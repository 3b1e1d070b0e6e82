//! FLV recorder
//!
//! Writes audio/video messages of a stream to an FLV file. Tag timestamps are
//! rebuilt from the per-message deltas the stream hands in, summed per media
//! type from zero at [`FlvRecorder::open`]. Script data shares the video
//! clock, the same way data messages are stamped on the wire.
//!
//! Frames may come from the connection worker and from encoder threads at the
//! same time, so the file sits behind one lock. Tag bytes are built before
//! the lock is taken; only the clock update and the write happen under it.

use std::fs::{File, OpenOptions};
use std::io::{BufWriter, Read, Seek, SeekFrom, Write};
use std::path::{Path, PathBuf};

use bytes::{Bytes, BytesMut};
use parking_lot::Mutex;

use crate::error::{Error, Result};
use crate::media::flv::{
    file_header, FlvTag, FlvTagType, FILE_HEADER_SIZE, FLAG_AUDIO, FLAG_VIDEO, SIGNATURE,
};

struct RecorderInner {
    writer: BufWriter<File>,
    audio_clock: u32,
    video_clock: u32,
    tags_written: u64,
}

/// Appends FLV tags to a file
pub struct FlvRecorder {
    path: PathBuf,
    inner: Mutex<Option<RecorderInner>>,
}

impl FlvRecorder {
    /// Open `path` for recording
    ///
    /// A new (or empty) file gets the FLV header. An existing recording is
    /// appended to: the header is left alone and writing resumes at the end.
    /// Anything else is refused with [`std::io::ErrorKind::InvalidData`].
    pub fn open(path: impl AsRef<Path>) -> Result<Self> {
        let path = path.as_ref().to_path_buf();
        let mut file = OpenOptions::new()
            .read(true)
            .write(true)
            .create(true)
            .truncate(false)
            .open(&path)?;

        let len = file.metadata()?.len();
        if len > 0 {
            let mut signature = [0u8; 3];
            let is_flv = len >= FILE_HEADER_SIZE as u64
                && file.read_exact(&mut signature).is_ok()
                && &signature == SIGNATURE;
            if !is_flv {
                return Err(Error::Io(std::io::Error::new(
                    std::io::ErrorKind::InvalidData,
                    format!("{} is not an FLV file", path.display()),
                )));
            }
        }

        let mut writer = BufWriter::new(file);
        if len == 0 {
            writer.write_all(&file_header(FLAG_AUDIO | FLAG_VIDEO))?;
        } else {
            writer.seek(SeekFrom::End(0))?;
        }

        tracing::debug!(path = %path.display(), appending = len > 0, "Recorder opened");

        Ok(Self {
            path,
            inner: Mutex::new(Some(RecorderInner {
                writer,
                audio_clock: 0,
                video_clock: 0,
                tags_written: 0,
            })),
        })
    }

    /// Destination path
    pub fn path(&self) -> &Path {
        &self.path
    }

    /// Whether [`close`](Self::close) has been called
    pub fn is_closed(&self) -> bool {
        self.inner.lock().is_none()
    }

    /// Number of tags written since open
    pub fn tags_written(&self) -> u64 {
        self.inner.lock().as_ref().map_or(0, |inner| inner.tags_written)
    }

    /// Write one tag
    ///
    /// `delta` is the time since the previous message of the same media
    /// type. The tag is stamped with the running sum for that media type.
    pub fn append(&self, tag_type: FlvTagType, delta: u32, payload: Bytes) -> Result<()> {
        let tag = FlvTag {
            tag_type,
            timestamp: 0,
            data: payload,
        };
        let mut buf = BytesMut::with_capacity(tag.encoded_len());
        tag.write_to(&mut buf);

        let mut guard = self.inner.lock();
        let inner = guard.as_mut().ok_or(Error::RecorderClosed)?;

        let clock = match tag_type {
            FlvTagType::Audio => &mut inner.audio_clock,
            FlvTagType::Video | FlvTagType::Script => &mut inner.video_clock,
        };
        *clock = clock.wrapping_add(delta);
        set_tag_timestamp(&mut buf, *clock);

        inner.writer.write_all(&buf)?;
        inner.tags_written += 1;
        Ok(())
    }

    /// Flush and release the file. Later appends fail with `RecorderClosed`.
    pub fn close(&self) -> Result<()> {
        let Some(mut inner) = self.inner.lock().take() else {
            return Ok(());
        };
        inner.writer.flush()?;
        tracing::debug!(path = %self.path.display(), tags = inner.tags_written, "Recorder closed");
        Ok(())
    }
}

/// Patch the timestamp of an encoded tag: 24 low bits, then the extension byte
fn set_tag_timestamp(tag: &mut [u8], timestamp: u32) {
    tag[4] = (timestamp >> 16) as u8;
    tag[5] = (timestamp >> 8) as u8;
    tag[6] = timestamp as u8;
    tag[7] = (timestamp >> 24) as u8;
}

impl std::fmt::Debug for FlvRecorder {
    fn fmt(&self, f: &mut std::fmt::Formatter<'_>) -> std::fmt::Result {
        f.debug_struct("FlvRecorder")
            .field("path", &self.path)
            .field("closed", &self.is_closed())
            .finish()
    }
}

impl Drop for FlvRecorder {
    fn drop(&mut self) {
        if let Err(e) = self.close() {
            tracing::warn!(path = %self.path.display(), error = %e, "Failed to flush recording");
        }
    }
}

#[cfg(test)]
mod tests {
    use super::*;

    fn temp_path(name: &str) -> PathBuf {
        let path = std::env::temp_dir().join(format!(
            "rtmp-client-{}-{}.flv",
            name,
            std::process::id()
        ));
        let _ = std::fs::remove_file(&path);
        path
    }

    fn read_tags(path: &Path) -> (Vec<u8>, Vec<FlvTag>) {
        let data = std::fs::read(path).unwrap();
        let mut tags = Vec::new();
        let mut offset = FILE_HEADER_SIZE;
        while offset < data.len() {
            let (tag, used) = FlvTag::parse(&data[offset..]).unwrap();
            tags.push(tag);
            offset += used;
        }
        (data, tags)
    }

    #[test]
    fn test_trailing_size_fields() {
        let path = temp_path("trailing");
        let recorder = FlvRecorder::open(&path).unwrap();
        recorder.append(FlvTagType::Video, 0, Bytes::from_static(&[0x17; 10])).unwrap();
        recorder.append(FlvTagType::Audio, 0, Bytes::from_static(&[0xAF; 5])).unwrap();
        recorder.close().unwrap();

        let data = std::fs::read(&path).unwrap();
        assert_eq!(&data[..13], &[0x46, 0x4C, 0x56, 0x01, 0x05, 0, 0, 0, 9, 0, 0, 0, 0]);

        // First tag: 11 + 10 + 4 bytes
        let second = 13 + 11 + 10 + 4;
        assert_eq!(&data[second - 4..second], &21u32.to_be_bytes());
        assert_eq!(data[second], 8);
        assert_eq!(&data[second + 1..second + 4], &[0, 0, 5]);
        assert_eq!(&data[data.len() - 4..], &16u32.to_be_bytes());
        assert_eq!(data.len(), second + 11 + 5 + 4);

        let _ = std::fs::remove_file(&path);
    }

    #[test]
    fn test_timestamps_accumulate_per_media_type() {
        let path = temp_path("clocks");
        let recorder = FlvRecorder::open(&path).unwrap();
        recorder.append(FlvTagType::Video, 0, Bytes::from_static(b"v0")).unwrap();
        recorder.append(FlvTagType::Audio, 0, Bytes::from_static(b"a0")).unwrap();
        recorder.append(FlvTagType::Audio, 23, Bytes::from_static(b"a1")).unwrap();
        recorder.append(FlvTagType::Video, 33, Bytes::from_static(b"v1")).unwrap();
        recorder.append(FlvTagType::Script, 0, Bytes::from_static(b"s0")).unwrap();
        recorder.append(FlvTagType::Audio, 23, Bytes::from_static(b"a2")).unwrap();
        recorder.append(FlvTagType::Video, 0x0100_0000, Bytes::from_static(b"v2")).unwrap();
        assert_eq!(recorder.tags_written(), 7);
        recorder.close().unwrap();

        let (_, tags) = read_tags(&path);
        let stamps: Vec<(FlvTagType, u32)> = tags.iter().map(|t| (t.tag_type, t.timestamp)).collect();
        assert_eq!(
            stamps,
            vec![
                (FlvTagType::Video, 0),
                (FlvTagType::Audio, 0),
                (FlvTagType::Audio, 23),
                (FlvTagType::Video, 33),
                (FlvTagType::Script, 33),
                (FlvTagType::Audio, 46),
                (FlvTagType::Video, 33 + 0x0100_0000),
            ]
        );

        let _ = std::fs::remove_file(&path);
    }

    #[test]
    fn test_reopen_appends_without_second_header() {
        let path = temp_path("reopen");
        {
            let recorder = FlvRecorder::open(&path).unwrap();
            recorder.append(FlvTagType::Video, 0, Bytes::from_static(b"first")).unwrap();
        }
        {
            let recorder = FlvRecorder::open(&path).unwrap();
            recorder.append(FlvTagType::Video, 0, Bytes::from_static(b"second")).unwrap();
            recorder.close().unwrap();
        }

        let (data, tags) = read_tags(&path);
        assert_eq!(&data[..3], b"FLV");
        assert_eq!(tags.len(), 2);
        assert_eq!(&tags[0].data[..], b"first");
        assert_eq!(&tags[1].data[..], b"second");

        let _ = std::fs::remove_file(&path);
    }

    #[test]
    fn test_open_refuses_foreign_file() {
        let path = temp_path("foreign");
        std::fs::write(&path, b"#!/bin/sh\necho not a recording\n").unwrap();

        let err = FlvRecorder::open(&path).err().unwrap();
        assert!(matches!(err, Error::Io(ref e) if e.kind() == std::io::ErrorKind::InvalidData));
        // Left untouched
        assert_eq!(std::fs::read(&path).unwrap(), b"#!/bin/sh\necho not a recording\n");

        std::fs::write(&path, b"FLV").unwrap();
        assert!(FlvRecorder::open(&path).is_err());

        let _ = std::fs::remove_file(&path);
    }

    #[test]
    fn test_append_after_close() {
        let path = temp_path("closed");
        let recorder = FlvRecorder::open(&path).unwrap();
        recorder.close().unwrap();
        assert!(recorder.is_closed());
        assert!(matches!(
            recorder.append(FlvTagType::Audio, 0, Bytes::from_static(b"late")),
            Err(Error::RecorderClosed)
        ));
        // Closing twice is harmless
        recorder.close().unwrap();

        let _ = std::fs::remove_file(&path);
    }

    #[test]
    fn test_concurrent_appends_stay_whole() {
        let path = temp_path("threads");
        let recorder = std::sync::Arc::new(FlvRecorder::open(&path).unwrap());

        let handles: Vec<_> = [FlvTagType::Audio, FlvTagType::Video]
            .into_iter()
            .map(|tag_type| {
                let recorder = recorder.clone();
                std::thread::spawn(move || {
                    for _ in 0..200 {
                        recorder.append(tag_type, 10, Bytes::from(vec![tag_type.type_id(); 37])).unwrap();
                    }
                })
            })
            .collect();
        for handle in handles {
            handle.join().unwrap();
        }
        recorder.close().unwrap();

        let (_, tags) = read_tags(&path);
        assert_eq!(tags.len(), 400);
        for tag in &tags {
            assert!(tag.data.iter().all(|b| *b == tag.tag_type.type_id()));
        }

        let _ = std::fs::remove_file(&path);
    }
}
impl ChunkDecoder {
    /// Create a new decoder with default chunk size
    pub fn new() -> Self {
        Self {
            chunk_size: DEFAULT_CHUNK_SIZE,
            streams: HashMap::new(),
            max_message_size: MAX_MESSAGE_SIZE,
        }
    }

    /// Set the chunk size (called when receiving SetChunkSize message)
    pub fn set_chunk_size(&mut self, size: u32) -> Result<()> {
        if size == 0 || size > MAX_CHUNK_SIZE {
            return Err(ProtocolError::InvalidChunkSize(size).into());
        }
        self.chunk_size = size;
        Ok(())
    }

    /// Get current chunk size
    pub fn chunk_size(&self) -> u32 {
        self.chunk_size
    }

    /// Decode chunks from the buffer until a message completes
    ///
    /// Returns Ok(Some(chunk)) if a complete message was decoded,
    /// Ok(None) if more data is needed, or Err on protocol error.
    pub fn decode(&mut self, buf: &mut BytesMut) -> Result<Option<RtmpChunk>> {
        loop {
            match self.decode_chunk(buf)? {
                ChunkOutcome::NeedMore => return Ok(None),
                ChunkOutcome::Partial => continue,
                ChunkOutcome::Message(msg) => return Ok(Some(msg)),
            }
        }
    }

    /// Consume at most one chunk from the buffer
    fn decode_chunk(&mut self, buf: &mut BytesMut) -> Result<ChunkOutcome> {
        let mut reader = ByteReader::new(&buf[..]);

        let Some((fmt, csid)) = read_basic_header(&mut reader) else {
            return Ok(ChunkOutcome::NeedMore);
        };

        let state = match self.streams.entry(csid) {
            Entry::Occupied(entry) => entry.into_mut(),
            Entry::Vacant(_) if fmt != CHUNK_FMT_0 => {
                return Err(ProtocolError::UnknownChunkStream { csid, fmt }.into());
            }
            Entry::Vacant(entry) => entry.insert(InboundState::default()),
        };

        let Some(header) = read_message_header(&mut reader, fmt, state) else {
            return Ok(ChunkOutcome::NeedMore);
        };

        if header.length > self.max_message_size {
            return Err(ProtocolError::MessageTooLarge {
                size: header.length,
                max: self.max_message_size,
            }
            .into());
        }

        // Only type 3 continues a message; any other header starts a new one
        let continuing = state.in_progress && fmt == CHUNK_FMT_3;
        let remaining = if continuing {
            header.length - state.partial.len() as u32
        } else {
            header.length
        };
        let data_len = remaining.min(self.chunk_size) as usize;
        if reader.remaining() < data_len {
            return Ok(ChunkOutcome::NeedMore);
        }
        let header_len = reader.position();

        // The whole chunk is buffered: commit header state and consume.
        if fmt != CHUNK_FMT_3 {
            state.extended = header.extended;
            state.message_length = header.length;
            state.message_type = header.message_type;
            state.stream_id = header.stream_id;
        }
        if state.in_progress && !continuing {
            tracing::debug!(
                csid,
                discarded = state.partial.len(),
                "New message header mid-message, dropping partial payload"
            );
            state.partial.clear();
            state.in_progress = false;
        }
        if !state.in_progress {
            // Timestamps advance once per message, never on continuations.
            match fmt {
                CHUNK_FMT_0 => {
                    state.timestamp = header.timestamp;
                    state.timestamp_delta = 0;
                }
                CHUNK_FMT_1 | CHUNK_FMT_2 => {
                    state.timestamp = state.timestamp.wrapping_add(header.timestamp);
                    state.timestamp_delta = header.timestamp;
                }
                _ => {
                    state.timestamp = state.timestamp.wrapping_add(state.timestamp_delta);
                }
            }
            state.in_progress = true;
            state.partial.reserve(header.length as usize);
        }

        buf.advance(header_len);
        state.partial.put_slice(&buf[..data_len]);
        buf.advance(data_len);

        if (state.partial.len() as u32) < state.message_length {
            return Ok(ChunkOutcome::Partial);
        }

        state.in_progress = false;
        Ok(ChunkOutcome::Message(RtmpChunk {
            csid,
            timestamp: state.timestamp,
            message_type: state.message_type,
            stream_id: state.stream_id,
            payload: state.partial.split().freeze(),
        }))
    }

    /// Abort a message on a chunk stream (when receiving Abort message)
    pub fn abort(&mut self, csid: u32) {
        if let Some(state) = self.streams.get_mut(&csid) {
            state.partial.clear();
            state.in_progress = false;
        }
    }
}
//! AMF value types
//!
//! The typed value model carried by command and data messages. Objects keep
//! their properties in insertion order with unique keys, since servers (and
//! the FLV `onMetaData` convention) care about property order.
//!
//! AMF0 reference markers are a decode-time concept: the decoder resolves them
//! to a copy of the referenced value, so there is no reference variant here.

/// Ordered string-keyed property list with unique keys
#[derive(Debug, Clone, PartialEq, Default)]
pub struct AmfObject {
    entries: Vec<(String, AmfValue)>,
}

impl AmfObject {
    pub fn new() -> Self {
        Self::default()
    }

    /// Insert a property, replacing (in place) any existing value for `key`
    pub fn insert(&mut self, key: impl Into<String>, value: impl Into<AmfValue>) -> Option<AmfValue> {
        let key = key.into();
        let value = value.into();
        match self.entries.iter_mut().find(|(k, _)| *k == key) {
            Some((_, slot)) => Some(std::mem::replace(slot, value)),
            None => {
                self.entries.push((key, value));
                None
            }
        }
    }

    pub fn get(&self, key: &str) -> Option<&AmfValue> {
        self.entries.iter().find(|(k, _)| k == key).map(|(_, v)| v)
    }

    pub fn remove(&mut self, key: &str) -> Option<AmfValue> {
        let idx = self.entries.iter().position(|(k, _)| k == key)?;
        Some(self.entries.remove(idx).1)
    }

    pub fn len(&self) -> usize {
        self.entries.len()
    }

    pub fn is_empty(&self) -> bool {
        self.entries.is_empty()
    }

    pub fn iter(&self) -> impl Iterator<Item = (&str, &AmfValue)> {
        self.entries.iter().map(|(k, v)| (k.as_str(), v))
    }
}

impl<K: Into<String>, V: Into<AmfValue>> FromIterator<(K, V)> for AmfObject {
    fn from_iter<I: IntoIterator<Item = (K, V)>>(iter: I) -> Self {
        let mut obj = AmfObject::new();
        for (k, v) in iter {
            obj.insert(k, v);
        }
        obj
    }
}

impl<K: Into<String>, V: Into<AmfValue>, const N: usize> From<[(K, V); N]> for AmfObject {
    fn from(entries: [(K, V); N]) -> Self {
        entries.into_iter().collect()
    }
}

/// AMF0 value representation
#[derive(Debug, Clone, PartialEq, Default)]
pub enum AmfValue {
    /// IEEE 754 double (0x00)
    Number(f64),

    /// Boolean (0x01)
    Boolean(bool),

    /// UTF-8 string (0x02, or 0x0C when longer than 65535 bytes)
    String(String),

    /// Anonymous object (0x03)
    Object(AmfObject),

    /// Null (0x05)
    #[default]
    Null,

    /// Undefined (0x06)
    Undefined,

    /// Associative array (0x08)
    EcmaArray(AmfObject),

    /// Dense array (0x0A)
    StrictArray(Vec<AmfValue>),

    /// Date (0x0B): milliseconds since the Unix epoch plus a timezone offset
    /// in minutes, which the format deprecates but still transmits
    Date { millis: f64, timezone: i16 },

    /// XML document (0x0F)
    Xml(String),

    /// Object with a registered class name (0x10)
    TypedObject {
        class_name: String,
        properties: AmfObject,
    },
}

impl AmfValue {
    /// Try to get this value as a string reference
    pub fn as_str(&self) -> Option<&str> {
        match self {
            AmfValue::String(s) => Some(s),
            _ => None,
        }
    }

    /// Try to get this value as a number
    pub fn as_number(&self) -> Option<f64> {
        match self {
            AmfValue::Number(n) => Some(*n),
            _ => None,
        }
    }

    /// Try to get this value as a boolean
    pub fn as_bool(&self) -> Option<bool> {
        match self {
            AmfValue::Boolean(b) => Some(*b),
            _ => None,
        }
    }

    /// Properties of an object, ECMA array or typed object
    pub fn as_object(&self) -> Option<&AmfObject> {
        match self {
            AmfValue::Object(m) => Some(m),
            AmfValue::EcmaArray(m) => Some(m),
            AmfValue::TypedObject { properties, .. } => Some(properties),
            _ => None,
        }
    }

    /// Try to get this value as an array reference
    pub fn as_array(&self) -> Option<&[AmfValue]> {
        match self {
            AmfValue::StrictArray(a) => Some(a),
            _ => None,
        }
    }

    /// Get a property from an object value
    pub fn get(&self, key: &str) -> Option<&AmfValue> {
        self.as_object()?.get(key)
    }

    /// Get a string property from an object value
    pub fn get_string(&self, key: &str) -> Option<&str> {
        self.get(key)?.as_str()
    }

    /// Get a number property from an object value
    pub fn get_number(&self, key: &str) -> Option<f64> {
        self.get(key)?.as_number()
    }
}

impl From<bool> for AmfValue {
    fn from(v: bool) -> Self {
        AmfValue::Boolean(v)
    }
}

impl From<f64> for AmfValue {
    fn from(v: f64) -> Self {
        AmfValue::Number(v)
    }
}

impl From<i32> for AmfValue {
    fn from(v: i32) -> Self {
        AmfValue::Number(v as f64)
    }
}

impl From<u32> for AmfValue {
    fn from(v: u32) -> Self {
        AmfValue::Number(v as f64)
    }
}

impl From<String> for AmfValue {
    fn from(v: String) -> Self {
        AmfValue::String(v)
    }
}

impl From<&str> for AmfValue {
    fn from(v: &str) -> Self {
        AmfValue::String(v.to_string())
    }
}

impl From<AmfObject> for AmfValue {
    fn from(v: AmfObject) -> Self {
        AmfValue::Object(v)
    }
}

impl<V: Into<AmfValue>> From<Vec<V>> for AmfValue {
    fn from(v: Vec<V>) -> Self {
        AmfValue::StrictArray(v.into_iter().map(|x| x.into()).collect())
    }
}

#[cfg(test)]
mod tests {
    use super::*;

    #[test]
    fn test_value_accessors() {
        let s = AmfValue::String("test".into());
        assert_eq!(s.as_str(), Some("test"));
        assert_eq!(s.as_number(), None);

        let n = AmfValue::Number(42.0);
        assert_eq!(n.as_number(), Some(42.0));
        assert_eq!(n.as_str(), None);

        let o = AmfValue::Object(AmfObject::from([("key", "value")]));
        assert_eq!(o.get_string("key"), Some("value"));
        assert_eq!(o.get("missing"), None);
    }

    #[test]
    fn test_object_keeps_order_and_unique_keys() {
        let mut obj = AmfObject::new();
        obj.insert("b", 1.0);
        obj.insert("a", 2.0);
        assert_eq!(obj.insert("b", 3.0), Some(AmfValue::Number(1.0)));

        let keys: Vec<&str> = obj.iter().map(|(k, _)| k).collect();
        assert_eq!(keys, vec!["b", "a"]);
        assert_eq!(obj.get("b"), Some(&AmfValue::Number(3.0)));
        assert_eq!(obj.len(), 2);

        assert_eq!(obj.remove("b"), Some(AmfValue::Number(3.0)));
        assert_eq!(obj.len(), 1);
    }

    #[test]
    fn test_from_conversions() {
        let v: AmfValue = "test".into();
        assert!(matches!(v, AmfValue::String(_)));

        let v: AmfValue = 42.0.into();
        assert!(matches!(v, AmfValue::Number(_)));

        let v: AmfValue = true.into();
        assert!(matches!(v, AmfValue::Boolean(true)));

        let v: AmfValue = vec![1.0, 2.0].into();
        assert_eq!(v.as_array().map(|a| a.len()), Some(2));
    }
}
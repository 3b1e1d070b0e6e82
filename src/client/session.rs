//! NetConnection state machine
//!
//! `ClientSession` holds everything the connection worker owns apart from the
//! socket: handshake, chunk codecs, pending transactions and stream states.
//! It takes inbound bytes through [`ClientSession::receive`] and requests
//! from handles through [`ClientSession::handle_request`], and leaves the
//! resulting outbound bytes for [`ClientSession::flush`]. No I/O happens
//! here, which keeps the protocol logic testable without a socket.
//!
//! ```text
//! Uninitialized ─▶ Handshaking ─▶ Connecting ─▶ Connected ─▶ Closed
//! ```

use std::collections::HashMap;
use std::sync::{Arc, Weak};

use bytes::BytesMut;
use tokio::sync::{mpsc, oneshot};

use crate::amf::{AmfObject, AmfValue};
use crate::client::config::{ClientConfig, ParsedUrl};
use crate::client::event::{StatusEvent, StreamEvent};
use crate::client::stream::{PublishType, StreamState};
use crate::client::transaction::TransactionTable;
use crate::error::{Error, ProtocolError, Result};
use crate::media::{FlvRecorder, MediaFrame, MediaKind};
use crate::protocol::chunk::{ChunkDecoder, ChunkEncoder, RtmpChunk};
use crate::protocol::constants::*;
use crate::protocol::handshake::Handshake;
use crate::protocol::message::{Command, RtmpMessage, UserControlEvent};
use crate::stats::ConnectionStats;

/// Reply channel for a request
pub(crate) type Responder<T> = oneshot::Sender<Result<T>>;

/// What handles ask the connection worker to do
pub(crate) enum Request {
    CreateStream {
        events: mpsc::UnboundedSender<StreamEvent>,
        reply: Responder<u32>,
    },
    Call {
        name: String,
        arguments: Vec<AmfValue>,
        reply: Responder<Command>,
    },
    Publish {
        stream_id: u32,
        name: String,
        kind: PublishType,
        reply: Responder<()>,
    },
    Play {
        stream_id: u32,
        name: String,
        reply: Responder<()>,
    },
    Pause {
        stream_id: u32,
        paused: bool,
        reply: Responder<()>,
    },
    Frame {
        stream_id: u32,
        frame: MediaFrame,
    },
    Metadata {
        stream_id: u32,
        metadata: AmfObject,
    },
    Record {
        stream_id: u32,
        recorder: Option<Weak<FlvRecorder>>,
    },
    CloseStream {
        stream_id: u32,
        reply: Option<oneshot::Sender<()>>,
    },
    Close {
        reply: oneshot::Sender<()>,
    },
}

/// Connection phase
#[derive(Debug, Clone, Copy, PartialEq, Eq)]
pub enum ConnectionState {
    Uninitialized,
    Handshaking,
    Connecting,
    Connected,
    Closed,
}

/// Whatever is waiting on a transaction id
enum Pending {
    Connect,
    CreateStream {
        events: mpsc::UnboundedSender<StreamEvent>,
        reply: Responder<u32>,
    },
    Call(Responder<Command>),
}
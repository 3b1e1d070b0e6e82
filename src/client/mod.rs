//! RTMP client
//!
//! [`RtmpConnection`] owns one NetConnection; [`RtmpStream`] is a NetStream
//! on it, used either to publish or to play.

pub mod auth;
pub mod config;
pub mod connection;
pub mod event;
pub mod session;
pub mod stream;
pub mod transaction;

#[cfg(test)]
mod test_server;

pub use auth::{AdobeAuth, AuthDecision};
pub use config::{ClientConfig, ParsedUrl};
pub use connection::RtmpConnection;
pub use event::{StatusEvent, StreamEvent};
pub use session::ConnectionState;
pub use stream::{FrameSender, PublishType, RtmpStream, StreamMode};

+===+

### INSTRUCTIONS TO FOLLOW
Using the material above, state how many lines carry the word "Vacant", giving the number alone.

### COMPLETED EXERCISE
2